On Tue, Dec 22, 2015 at 6:15 PM, Pete Forsyth <peteforsyth(a)gmail.com> wrote:
On Tue, Dec 22, 2015 at 9:37 AM, geni
<geniice(a)gmail.com> wrote:
On 22 December 2015 at 12:27, Andreas Kolbe
<jayen466(a)gmail.com> wrote:
> It's surely not beyond human skill to
devise a licence for Wikidata
that
requires
re-users to include the three words above on their website,
while
placing no other duties or restrictions on them.
You appear to be suggesting a homebrew license
+1
Pete,
As I understand it, people here have raised the objection that in order to
follow the letter of CC BY-SA, re-users would have to list all
contributors, the way some of the Wikipedia-based books do for example. I
think we all agree that this would be completely impractical for something
like a Knowledge Graph box, and not in the end user's interest.
What would make sense is the sort of attribution Bing uses today to credit
Freebase and Wikipedia.
Anyone wishing to argue that CC BY-SA requires all re-users to list all
contributors has to realise that if that were true, Google, Bing and others
infringe Wikipedia's CC BY-SA licence billions of times a year.
As I've said before, I'm pretty sure that if you were to take them to court
for not listing all the contributors who participated in creating the
snippets and timelines they display in their SERPs' Knowledge
Graph/Snapshot boxes, you would not prevail.
As I understand it, the CC BY-SA licence only requires attribution that is
"reasonable to the medium or means You are utilizing". I think a court
would agree that given the inherent space limitations, Google and Bing are
being "reasonable" by providing a link to the Wikipedia article they're
excerpting, and providing no more attribution than that.
Do you disagree? Is anyone arguing that Google are in fact breaking CC
BY-SA by restricting their attribution to a link to Wikipedia? Because if
not, we can lay that one to rest.
Now, if that works for Wikipedia, why can't we have the same for Wikidata?
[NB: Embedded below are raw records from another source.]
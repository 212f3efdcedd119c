//! CoinSpot REST API client.
//!
//! Provides access to every CoinSpot REST endpoint through a single
//! signing primitive.
//!
//! # Trait-based API
//!
//! The [`CoinspotClient`] trait abstracts all REST API operations, enabling:
//! - Mock implementations for testing
//! - Decorator pattern (e.g., a caching or throttling wrapper)
//! - Alternative implementations
//!
//! ```rust,ignore
//! use coinspot_api_client::rest::{CoinspotClient, CoinspotRestClient};
//!
//! async fn use_client<C: CoinspotClient>(client: &C) -> Result<(), coinspot_api_client::CoinspotError> {
//!     let latest = client.latest_prices().await?;
//!     println!("Latest: {latest}");
//!     Ok(())
//! }
//! ```

mod client;
pub mod endpoints;
pub mod private;
pub mod public;
pub mod readonly;
mod traits;

pub use client::{
    CoinspotRestClient, CoinspotRestClientBuilder, DEFAULT_FANOUT_STAGGER, DEFAULT_TIMEOUT,
};
pub use endpoints::{Access, COINSPOT_BASE_URL, Endpoint};
pub use traits::CoinspotClient;
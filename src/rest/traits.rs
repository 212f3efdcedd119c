//! Trait definition for the CoinSpot REST API client.
//!
//! [`CoinspotClient`] abstracts every endpoint method, so code can be
//! written against the trait and tested with a mock implementation, or
//! wrapped by a decorator.
//!
//! # Example
//!
//! ```rust,ignore
//! use coinspot_api_client::rest::{CoinspotClient, CoinspotRestClient};
//!
//! async fn total_aud<C: CoinspotClient>(client: &C) -> Result<rust_decimal::Decimal, coinspot_api_client::CoinspotError> {
//!     let balances = client.balances().await?;
//!     Ok(balances.iter().filter_map(|b| b.aud_balance()).sum())
//! }
//! ```

use std::future::Future;

use serde_json::Value;

use crate::error::CoinspotError;
use crate::rest::CoinspotRestClient;
use crate::rest::private::{OrderRequest, QuoteRequest};
use crate::types::{CoinBalance, DateRange};

/// Trait defining all CoinSpot REST API operations.
///
/// All methods are async and return `Result<T, CoinspotError>`.
pub trait CoinspotClient: Send + Sync {
    // ========== Public Endpoints ==========

    /// Latest prices for every coin.
    fn latest_prices(&self) -> impl Future<Output = Result<Value, CoinspotError>> + Send;

    // ========== Full-Access Endpoints ==========

    /// Open orders for a coin.
    fn orders(&self, cointype: &str) -> impl Future<Output = Result<Value, CoinspotError>> + Send;

    /// Completed orders for a coin.
    fn order_history(
        &self,
        cointype: &str,
    ) -> impl Future<Output = Result<Value, CoinspotError>> + Send;

    /// Deposit address for a coin.
    fn coin_deposit(
        &self,
        cointype: &str,
    ) -> impl Future<Output = Result<Value, CoinspotError>> + Send;

    /// Quick buy quote.
    fn quote_buy(
        &self,
        request: &QuoteRequest,
    ) -> impl Future<Output = Result<Value, CoinspotError>> + Send;

    /// Quick sell quote.
    fn quote_sell(
        &self,
        request: &QuoteRequest,
    ) -> impl Future<Output = Result<Value, CoinspotError>> + Send;

    /// The account's open orders.
    fn my_orders(&self) -> impl Future<Output = Result<Value, CoinspotError>> + Send;

    /// Place a buy order.
    fn buy(
        &self,
        request: &OrderRequest,
    ) -> impl Future<Output = Result<Value, CoinspotError>> + Send;

    /// Place a sell order.
    fn sell(
        &self,
        request: &OrderRequest,
    ) -> impl Future<Output = Result<Value, CoinspotError>> + Send;

    /// Cancel a buy order.
    fn buy_cancel(&self, id: &str) -> impl Future<Output = Result<Value, CoinspotError>> + Send;

    /// Cancel a sell order.
    fn sell_cancel(&self, id: &str) -> impl Future<Output = Result<Value, CoinspotError>> + Send;

    // ========== Read-Only Endpoints ==========

    /// Flattened balances for every coin. Needs a full-access client.
    fn balances(&self) -> impl Future<Output = Result<Vec<CoinBalance>, CoinspotError>> + Send;

    /// Balance for one coin.
    fn coin_balance(
        &self,
        cointype: &str,
    ) -> impl Future<Output = Result<Value, CoinspotError>> + Send;

    /// AUD deposit history.
    fn deposit_history(
        &self,
        range: &DateRange,
    ) -> impl Future<Output = Result<Value, CoinspotError>> + Send;

    /// AUD withdrawal history.
    fn withdrawal_history(
        &self,
        range: &DateRange,
    ) -> impl Future<Output = Result<Value, CoinspotError>> + Send;

    /// Order history across all coins.
    fn transaction_history(
        &self,
        range: &DateRange,
    ) -> impl Future<Output = Result<Value, CoinspotError>> + Send;

    /// Order history for one coin.
    fn coin_transaction_history(
        &self,
        cointype: &str,
        range: &DateRange,
    ) -> impl Future<Output = Result<Value, CoinspotError>> + Send;

    /// Order history for several coins, in input order.
    fn coins_transaction_history<S: AsRef<str> + Sync>(
        &self,
        coins: &[S],
        range: &DateRange,
    ) -> impl Future<Output = Result<Vec<Value>, CoinspotError>> + Send;

    /// Open orders across all coins.
    fn open_transactions(&self) -> impl Future<Output = Result<Value, CoinspotError>> + Send;

    /// Open orders for one coin.
    fn coin_open_transactions(
        &self,
        cointype: &str,
    ) -> impl Future<Output = Result<Value, CoinspotError>> + Send;

    /// Coin send and receive history.
    fn send_receive(&self) -> impl Future<Output = Result<Value, CoinspotError>> + Send;

    /// Affiliate payments.
    fn affiliate_payments(&self) -> impl Future<Output = Result<Value, CoinspotError>> + Send;

    /// Referral payments.
    fn referral_payments(&self) -> impl Future<Output = Result<Value, CoinspotError>> + Send;
}

impl CoinspotClient for CoinspotRestClient {
    async fn latest_prices(&self) -> Result<Value, CoinspotError> {
        CoinspotRestClient::latest_prices(self).await
    }

    async fn orders(&self, cointype: &str) -> Result<Value, CoinspotError> {
        CoinspotRestClient::orders(self, cointype).await
    }

    async fn order_history(&self, cointype: &str) -> Result<Value, CoinspotError> {
        CoinspotRestClient::order_history(self, cointype).await
    }

    async fn coin_deposit(&self, cointype: &str) -> Result<Value, CoinspotError> {
        CoinspotRestClient::coin_deposit(self, cointype).await
    }

    async fn quote_buy(&self, request: &QuoteRequest) -> Result<Value, CoinspotError> {
        CoinspotRestClient::quote_buy(self, request).await
    }

    async fn quote_sell(&self, request: &QuoteRequest) -> Result<Value, CoinspotError> {
        CoinspotRestClient::quote_sell(self, request).await
    }

    async fn my_orders(&self) -> Result<Value, CoinspotError> {
        CoinspotRestClient::my_orders(self).await
    }

    async fn buy(&self, request: &OrderRequest) -> Result<Value, CoinspotError> {
        CoinspotRestClient::buy(self, request).await
    }

    async fn sell(&self, request: &OrderRequest) -> Result<Value, CoinspotError> {
        CoinspotRestClient::sell(self, request).await
    }

    async fn buy_cancel(&self, id: &str) -> Result<Value, CoinspotError> {
        CoinspotRestClient::buy_cancel(self, id).await
    }

    async fn sell_cancel(&self, id: &str) -> Result<Value, CoinspotError> {
        CoinspotRestClient::sell_cancel(self, id).await
    }

    async fn balances(&self) -> Result<Vec<CoinBalance>, CoinspotError> {
        CoinspotRestClient::balances(self).await
    }

    async fn coin_balance(&self, cointype: &str) -> Result<Value, CoinspotError> {
        CoinspotRestClient::coin_balance(self, cointype).await
    }

    async fn deposit_history(&self, range: &DateRange) -> Result<Value, CoinspotError> {
        CoinspotRestClient::deposit_history(self, range).await
    }

    async fn withdrawal_history(&self, range: &DateRange) -> Result<Value, CoinspotError> {
        CoinspotRestClient::withdrawal_history(self, range).await
    }

    async fn transaction_history(&self, range: &DateRange) -> Result<Value, CoinspotError> {
        CoinspotRestClient::transaction_history(self, range).await
    }

    async fn coin_transaction_history(
        &self,
        cointype: &str,
        range: &DateRange,
    ) -> Result<Value, CoinspotError> {
        CoinspotRestClient::coin_transaction_history(self, cointype, range).await
    }

    async fn coins_transaction_history<S: AsRef<str> + Sync>(
        &self,
        coins: &[S],
        range: &DateRange,
    ) -> Result<Vec<Value>, CoinspotError> {
        CoinspotRestClient::coins_transaction_history(self, coins, range).await
    }

    async fn open_transactions(&self) -> Result<Value, CoinspotError> {
        CoinspotRestClient::open_transactions(self).await
    }

    async fn coin_open_transactions(&self, cointype: &str) -> Result<Value, CoinspotError> {
        CoinspotRestClient::coin_open_transactions(self, cointype).await
    }

    async fn send_receive(&self) -> Result<Value, CoinspotError> {
        CoinspotRestClient::send_receive(self).await
    }

    async fn affiliate_payments(&self) -> Result<Value, CoinspotError> {
        CoinspotRestClient::affiliate_payments(self).await
    }

    async fn referral_payments(&self) -> Result<Value, CoinspotError> {
        CoinspotRestClient::referral_payments(self).await
    }
}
Requiring that reusers credit the *web site* would be
new in the Wikimedia
world, and I don't see the advantage.
The advantage is transparency about data provenance, as well as creating a
path to Wikidata where users can contest, correct and refine the
information.
This is a benefit to the end user, and in line with Foundation values like
transparency and user engagement. Do you disagree?
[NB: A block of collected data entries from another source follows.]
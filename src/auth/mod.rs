//! Authentication module for the CoinSpot API.
//!
//! This module provides:
//! - Credential management with secure secret storage
//! - Nonce generation for replay attack prevention
//! - HMAC-SHA512 signature generation for signed requests

mod credentials;
mod nonce;
mod signature;

pub use credentials::{
    API_KEY_VAR, API_SECRET_VAR, Credentials, CredentialsProvider, EnvCredentials,
    READ_ONLY_API_KEY_VAR, READ_ONLY_API_SECRET_VAR, StaticCredentials,
};
pub use nonce::{IncreasingNonce, NonceProvider};
pub use signature::sign_request;
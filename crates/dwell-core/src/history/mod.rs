//! Finalized-session history domain.

mod model;

pub use model::HistoryEntry;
Certainly, serious reusers who wish
to establish credibility should be transparent about the source of their
data;
I have never seen Google credit Freebase (Bing does, probably because
Freebase is a Google property), and I think neither Google nor Bing will
credit Wikidata either.
but it's not our proper role to compel them to do
so.
Could you explain why in your view it is not out proper role to do so?
Attribution requirements in CC licenses are about
crediting the *copyright
holders*.
Andreas, I realize this has been much discussed in this thread, but I don't
think I've seen this angle addressed directly: In order for any copyright
license to apply, somebody has to hold the copyright. Who do you imagine
has a legitimate claim to copyright over the emergent database that grows
as multiple individuals and automated processes add individual,
non-copyrightable claims/statements/facts?
See
https://meta.wikimedia.org/wiki/Wikilegal/Database_Rights#The_legal_definit…
---o0o---
From a legal perspective, a database is any organized
collection of
materials — hard copy or electronic — that permits a user to search
for and
access individual pieces of information contained within the materials. No
database software, as a programmer would understand it, is necessary. In
the US, for example, Black’s Law Dictionary defines a database as a
"compilation of information arranged in a systematic way and offering a
means of finding specific elements it contains, often today by electronic
means."[1]
<https://meta.wikimedia.org/wiki/Wikilegal/Database_Rights#cite_note-1>
*Databases
may be protected by US copyright law as "compilations."* In the EU,
databases are protected by the Database Directive
<https://en.wikipedia.org/wiki/Database_Directive>, which defines a
database as "a collection of independent works, data or other materials
arranged in a systematic or methodical way and individually accessible by
electronic or other means."
---o0o---
So according to that page, created by Wikimedia legal staff, databases may
be protected even by US copyright law as "compilations". In the EU (is
Wikidata currently based in the EU, given that it's a Wikimedia Deutschland
project?) the protections are still more stringent. As I understand it, the
community as a whole holds the copyright, but you'd have to check with
Foundation legal staff or some other lawyer to be sure.